Christopher Howse, The Telegraph

“Anyone wanting to write about real people – whether they get 12 minutes or longer – would do well to watch People Like Us and pick up some tips about the vitality of ordinary speech. Some of it is flat-out funny… but there are also moments that blend pathos and comedy… You rarely see such austere, self-consciously artificial ways of speaking in dramas about the dispossessed.”
Tom Sutcliffe, The Independent

“Seven episodes into its fourth series, One Born Every Minute remains a reliable emotional rollercoaster. By now the title is almost defiant, daring you to view childbirth as routine. The formula is unchanged: just screams and tears, pain and pushing, an endless production line turning out tiny purple people… There is more drama in half an episode of One Born Every Minute than there is in two series of Call the Effing Midwife.”
Sam Wollaston, The Guardian

The Hairy Bikers: Everyday Gourmets, BBC2

“In this series, they’re on a mission to get us doing gourmet grub at budget prices.

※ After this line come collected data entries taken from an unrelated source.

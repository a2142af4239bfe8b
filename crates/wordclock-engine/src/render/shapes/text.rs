use std::collections::HashMap;

use bytemuck::{Pod, Zeroable};
use fontdue::layout::{CoordinateSystem, GlyphRasterConfig, Layout, LayoutSettings, TextStyle};
use wgpu::util::DeviceExt;

use crate::coords::Vec2;
use crate::render::{RenderCtx, RenderTarget};
use crate::scene::{DrawCmd, DrawList, TextAnchor, TextCmd};
use crate::text::FontSystem;

use super::common::{
    ensure_instance_buffer, quad_pipeline, viewport_ubo_entry, QuadVertex, ViewportUniform,
    QUAD_INDICES, QUAD_VERTICES,
};

const ATLAS_SIZE: u32 = 1024;
const GLYPH_PADDING: u32 = 1;

// ── shelf packer ──────────────────────────────────────────────────────────

/// Row-by-row rectangle packer for the glyph atlas.
#[derive(Debug, Clone)]
struct ShelfPacker {
    size: u32,
    cursor_x: u32,
    cursor_y: u32,
    row_height: u32,
    full: bool,
}

impl ShelfPacker {
    fn new(size: u32) -> Self {
        Self {
            size,
            cursor_x: GLYPH_PADDING,
            cursor_y: GLYPH_PADDING,
            row_height: 0,
            full: false,
        }
    }

    /// Reserves a `w × h` slot and returns its top-left texel.
    fn place(&mut self, w: u32, h: u32) -> Option<(u32, u32)> {
        if self.full || w + 2 * GLYPH_PADDING > self.size {
            return None;
        }

        if self.cursor_x + w + GLYPH_PADDING > self.size {
            self.cursor_y += self.row_height + GLYPH_PADDING;
            self.cursor_x = GLYPH_PADDING;
            self.row_height = 0;
        }

        if self.cursor_y + h + GLYPH_PADDING > self.size {
            self.full = true;
            return None;
        }

        let at = (self.cursor_x, self.cursor_y);
        self.cursor_x += w + GLYPH_PADDING;
        self.row_height = self.row_height.max(h);
        Some(at)
    }
}

struct CachedGlyph {
    uv_min: [f32; 2],
    uv_max: [f32; 2],
}

// ── renderer ──────────────────────────────────────────────────────────────

/// Renderer for `DrawCmd::Text`.
///
/// Glyphs are rasterized by fontdue at `size * scale_factor` on first use and
/// cached in an R8 atlas keyed by `GlyphRasterConfig` (font, glyph, pixel
/// size). A face only ever shows a few dozen distinct glyphs, so the atlas
/// never needs eviction.
pub struct TextRenderer {
    pipeline_format: Option<wgpu::TextureFormat>,
    pipeline: Option<wgpu::RenderPipeline>,
    bind_group_layout: Option<wgpu::BindGroupLayout>,

    bind_group: Option<wgpu::BindGroup>,
    viewport_ubo: Option<wgpu::Buffer>,
    sampler: Option<wgpu::Sampler>,

    atlas_texture: Option<wgpu::Texture>,
    atlas_view: Option<wgpu::TextureView>,
    packer: ShelfPacker,
    warned_full: bool,

    glyph_cache: HashMap<GlyphRasterConfig, CachedGlyph>,

    quad_vbo: Option<wgpu::Buffer>,
    quad_ibo: Option<wgpu::Buffer>,
    instance_vbo: Option<wgpu::Buffer>,
    instance_capacity: usize,

    layout: Layout<()>,
}

impl Default for TextRenderer {
    fn default() -> Self {
        Self {
            pipeline_format: None,
            pipeline: None,
            bind_group_layout: None,
            bind_group: None,
            viewport_ubo: None,
            sampler: None,
            atlas_texture: None,
            atlas_view: None,
            packer: ShelfPacker::new(ATLAS_SIZE),
            warned_full: false,
            glyph_cache: HashMap::new(),
            quad_vbo: None,
            quad_ibo: None,
            instance_vbo: None,
            instance_capacity: 0,
            layout: Layout::new(CoordinateSystem::PositiveYDown),
        }
    }
}

impl TextRenderer {
    pub fn new() -> Self {
        Self::default()
    }

    /// Renders all `DrawCmd::Text` entries in `draw_list`.
    pub fn render(
        &mut self,
        ctx: &RenderCtx<'_>,
        target: &mut RenderTarget<'_>,
        draw_list: &mut DrawList,
        font_system: &FontSystem,
    ) {
        let text_cmds: Vec<TextCmd> = draw_list
            .iter_in_paint_order()
            .filter_map(|item| match &item.cmd {
                DrawCmd::Text(cmd) if !cmd.text.is_empty() => Some(cmd.clone()),
                _ => None,
            })
            .collect();

        if text_cmds.is_empty() {
            return;
        }

        self.ensure_pipeline(ctx);
        self.ensure_atlas(ctx);
        self.ensure_sampler(ctx);
        self.ensure_static_buffers(ctx);

        let scale = if ctx.scale_factor > 0.0 { ctx.scale_factor } else { 1.0 };
        let mut instances: Vec<GlyphInstance> = Vec::new();

        for cmd in &text_cmds {
            let Some(font) = font_system.get(cmd.font) else {
                log::warn!("TextRenderer: unknown FontId {:?}, skipping", cmd.font);
                continue;
            };

            let px_size = cmd.size * scale;
            self.layout.reset(&LayoutSettings::default());
            self.layout.append(&[font], &TextStyle::new(&cmd.text, px_size, 0));

            // Copy out positions so the layout borrow ends before atlas writes.
            let glyphs: Vec<(GlyphRasterConfig, f32, f32, usize, usize, f32)> = self
                .layout
                .glyphs()
                .iter()
                .map(|g| {
                    let m = font.metrics_indexed(g.key.glyph_index, px_size);
                    let pen_end = g.x - m.xmin as f32 + m.advance_width;
                    (g.key, g.x, g.y, g.width, g.height, pen_end)
                })
                .collect();

            let line_w = glyphs.iter().map(|g| g.5).fold(0.0f32, f32::max);
            let line_h = self.layout.height();
            let offset = block_offset(cmd.anchor, cmd.origin, Vec2::new(line_w, line_h), scale);

            for (key, x, y, w, h, _) in glyphs {
                if w == 0 || h == 0 {
                    continue;
                }

                if !self.glyph_cache.contains_key(&key) {
                    let (metrics, bitmap) = font.rasterize_config(key);
                    if metrics.width == 0 || metrics.height == 0 {
                        continue;
                    }
                    if let Some(entry) =
                        self.upload_glyph(ctx, &bitmap, metrics.width as u32, metrics.height as u32)
                    {
                        self.glyph_cache.insert(key, entry);
                    }
                }

                let Some(cached) = self.glyph_cache.get(&key) else { continue };

                let min = offset + Vec2::new(x, y) / scale;
                let max = min + Vec2::new(w as f32, h as f32) / scale;
                instances.push(GlyphInstance {
                    dst_min: [min.x, min.y],
                    dst_max: [max.x, max.y],
                    uv_min: cached.uv_min,
                    uv_max: cached.uv_max,
                    color: cmd.color.to_array(),
                });
            }
        }

        if instances.is_empty() {
            return;
        }

        self.ensure_bindings(ctx);
        if let Some(ubo) = self.viewport_ubo.as_ref() {
            ctx.queue.write_buffer(ubo, 0, bytemuck::bytes_of(&ViewportUniform::from_ctx(ctx)));
        }

        ensure_instance_buffer(
            ctx,
            "wordclock text instance vbo",
            &mut self.instance_vbo,
            &mut self.instance_capacity,
            instances.len(),
            std::mem::size_of::<GlyphInstance>(),
        );

        let Some(instance_vbo) = self.instance_vbo.as_ref() else { return };
        ctx.queue.write_buffer(instance_vbo, 0, bytemuck::cast_slice(&instances));

        let Some(pipeline) = self.pipeline.as_ref() else { return };
        let Some(bind_group) = self.bind_group.as_ref() else { return };
        let Some(quad_vbo) = self.quad_vbo.as_ref() else { return };
        let Some(quad_ibo) = self.quad_ibo.as_ref() else { return };

        let mut rpass = target.load_pass("wordclock text pass");
        rpass.set_pipeline(pipeline);
        rpass.set_bind_group(0, bind_group, &[]);
        rpass.set_vertex_buffer(0, quad_vbo.slice(..));
        rpass.set_vertex_buffer(1, instance_vbo.slice(..));
        rpass.set_index_buffer(quad_ibo.slice(..), wgpu::IndexFormat::Uint16);
        rpass.draw_indexed(0..6, 0, 0..instances.len() as u32);
    }

    fn upload_glyph(
        &mut self,
        ctx: &RenderCtx<'_>,
        bitmap: &[u8],
        w: u32,
        h: u32,
    ) -> Option<CachedGlyph> {
        let Some((gx, gy)) = self.packer.place(w, h) else {
            if !self.warned_full {
                log::warn!("TextRenderer: glyph atlas is full ({ATLAS_SIZE}x{ATLAS_SIZE})");
                self.warned_full = true;
            }
            return None;
        };

        let atlas = self.atlas_texture.as_ref()?;
        ctx.queue.write_texture(
            wgpu::TexelCopyTextureInfo {
                texture: atlas,
                mip_level: 0,
                origin: wgpu::Origin3d { x: gx, y: gy, z: 0 },
                aspect: wgpu::TextureAspect::All,
            },
            bitmap,
            wgpu::TexelCopyBufferLayout {
                offset: 0,
                bytes_per_row: Some(w),
                rows_per_image: Some(h),
            },
            wgpu::Extent3d { width: w, height: h, depth_or_array_layers: 1 },
        );

        let atlas_f = ATLAS_SIZE as f32;
        Some(CachedGlyph {
            uv_min: [gx as f32 / atlas_f, gy as f32 / atlas_f],
            uv_max: [(gx + w) as f32 / atlas_f, (gy + h) as f32 / atlas_f],
        })
    }

    // ── lazy-init helpers ──────────────────────────────────────────────────

    fn ensure_pipeline(&mut self, ctx: &RenderCtx<'_>) {
        if self.pipeline_format == Some(ctx.surface_format) && self.pipeline.is_some() {
            return;
        }

        let shader = ctx.device.create_shader_module(wgpu::ShaderModuleDescriptor {
            label: Some("wordclock text shader"),
            source: wgpu::ShaderSource::Wgsl(include_str!("shaders/text.wgsl").into()),
        });

        let bgl = ctx.device.create_bind_group_layout(&wgpu::BindGroupLayoutDescriptor {
            label: Some("wordclock text bgl"),
            entries: &[
                viewport_ubo_entry(),
                wgpu::BindGroupLayoutEntry {
                    binding: 1,
                    visibility: wgpu::ShaderStages::FRAGMENT,
                    ty: wgpu::BindingType::Texture {
                        sample_type: wgpu::TextureSampleType::Float { filterable: true },
                        view_dimension: wgpu::TextureViewDimension::D2,
                        multisampled: false,
                    },
                    count: None,
                },
                wgpu::BindGroupLayoutEntry {
                    binding: 2,
                    visibility: wgpu::ShaderStages::FRAGMENT,
                    ty: wgpu::BindingType::Sampler(wgpu::SamplerBindingType::Filtering),
                    count: None,
                },
            ],
        });

        let pipeline =
            quad_pipeline(ctx, "wordclock text pipeline", &shader, &bgl, GlyphInstance::layout());

        self.pipeline_format = Some(ctx.surface_format);
        self.pipeline = Some(pipeline);
        self.bind_group_layout = Some(bgl);
        self.bind_group = None;
        self.viewport_ubo = None;
    }

    fn ensure_atlas(&mut self, ctx: &RenderCtx<'_>) {
        if self.atlas_texture.is_some() {
            return;
        }

        let texture = ctx.device.create_texture(&wgpu::TextureDescriptor {
            label: Some("wordclock text atlas"),
            size: wgpu::Extent3d {
                width: ATLAS_SIZE,
                height: ATLAS_SIZE,
                depth_or_array_layers: 1,
            },
            mip_level_count: 1,
            sample_count: 1,
            dimension: wgpu::TextureDimension::D2,
            format: wgpu::TextureFormat::R8Unorm,
            usage: wgpu::TextureUsages::TEXTURE_BINDING | wgpu::TextureUsages::COPY_DST,
            view_formats: &[],
        });

        self.atlas_view = Some(texture.create_view(&wgpu::TextureViewDescriptor::default()));
        self.atlas_texture = Some(texture);
        self.packer = ShelfPacker::new(ATLAS_SIZE);
        self.glyph_cache.clear();
        self.bind_group = None;
    }

    fn ensure_sampler(&mut self, ctx: &RenderCtx<'_>) {
        if self.sampler.is_some() {
            return;
        }
        self.sampler = Some(ctx.device.create_sampler(&wgpu::SamplerDescriptor {
            label: Some("wordclock text sampler"),
            address_mode_u: wgpu::AddressMode::ClampToEdge,
            address_mode_v: wgpu::AddressMode::ClampToEdge,
            address_mode_w: wgpu::AddressMode::ClampToEdge,
            mag_filter: wgpu::FilterMode::Linear,
            min_filter: wgpu::FilterMode::Linear,
            mipmap_filter: wgpu::MipmapFilterMode::Nearest,
            ..Default::default()
        }));
    }

    fn ensure_bindings(&mut self, ctx: &RenderCtx<'_>) {
        if self.bind_group.is_some() && self.viewport_ubo.is_some() {
            return;
        }

        let Some(bgl) = self.bind_group_layout.as_ref() else { return };
        let Some(atlas_view) = self.atlas_view.as_ref() else { return };
        let Some(sampler) = self.sampler.as_ref() else { return };

        let viewport_ubo = ctx.device.create_buffer(&wgpu::BufferDescriptor {
            label: Some("wordclock text viewport ubo"),
            size: std::mem::size_of::<ViewportUniform>() as u64,
            usage: wgpu::BufferUsages::UNIFORM | wgpu::BufferUsages::COPY_DST,
            mapped_at_creation: false,
        });

        let bind_group = ctx.device.create_bind_group(&wgpu::BindGroupDescriptor {
            label: Some("wordclock text bind group"),
            layout: bgl,
            entries: &[
                wgpu::BindGroupEntry { binding: 0, resource: viewport_ubo.as_entire_binding() },
                wgpu::BindGroupEntry {
                    binding: 1,
                    resource: wgpu::BindingResource::TextureView(atlas_view),
                },
                wgpu::BindGroupEntry {
                    binding: 2,
                    resource: wgpu::BindingResource::Sampler(sampler),
                },
            ],
        });

        self.viewport_ubo = Some(viewport_ubo);
        self.bind_group = Some(bind_group);
    }

    fn ensure_static_buffers(&mut self, ctx: &RenderCtx<'_>) {
        if self.quad_vbo.is_some() && self.quad_ibo.is_some() {
            return;
        }
        self.quad_vbo = Some(ctx.device.create_buffer_init(&wgpu::util::BufferInitDescriptor {
            label: Some("wordclock text quad vbo"),
            contents: bytemuck::cast_slice(&QUAD_VERTICES),
            usage: wgpu::BufferUsages::VERTEX,
        }));
        self.quad_ibo = Some(ctx.device.create_buffer_init(&wgpu::util::BufferInitDescriptor {
            label: Some("wordclock text quad ibo"),
            contents: bytemuck::cast_slice(&QUAD_INDICES),
            usage: wgpu::BufferUsages::INDEX,
        }));
    }
}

Many shows promise similar things. Dave and Si’s, I suspect, is actually telling the truth. With their extra-thin pork chop Wiener schnitzels and their cut-price Pollock and barley paellas, they manage to make things that look enticing and are vaguely achievable by people with not much knowhow.”
Matt Baylis, Daily Express

DIY SOS: The Big Build, BBC1

“What was good about the show was how it communicated the experience of having builders in: they were larky, argumentative and sexist. What was bad about it was that it was nothing like having builders in, for this lot finished on time and never once revised their estimate.”
Andrew Billen, The Times

NCIS, Channel 5

“It’s rare, especially in an American crime drama, so see anyone who isn’t under the age of 40 and surgically enhanced. NCIS goes delightfully in the opposite direction, employing an elderly pathologist (played by Man From U.N.C.L.E. heart-throb David McCallum) and regularly drafting in assorted retired parents and grandparents of the principal players. It reminds us all that these investigators have private lives and that older characters enrich and enliven every story. In a world obsessed by youth and strength, praise be for a show that values grey hairs.”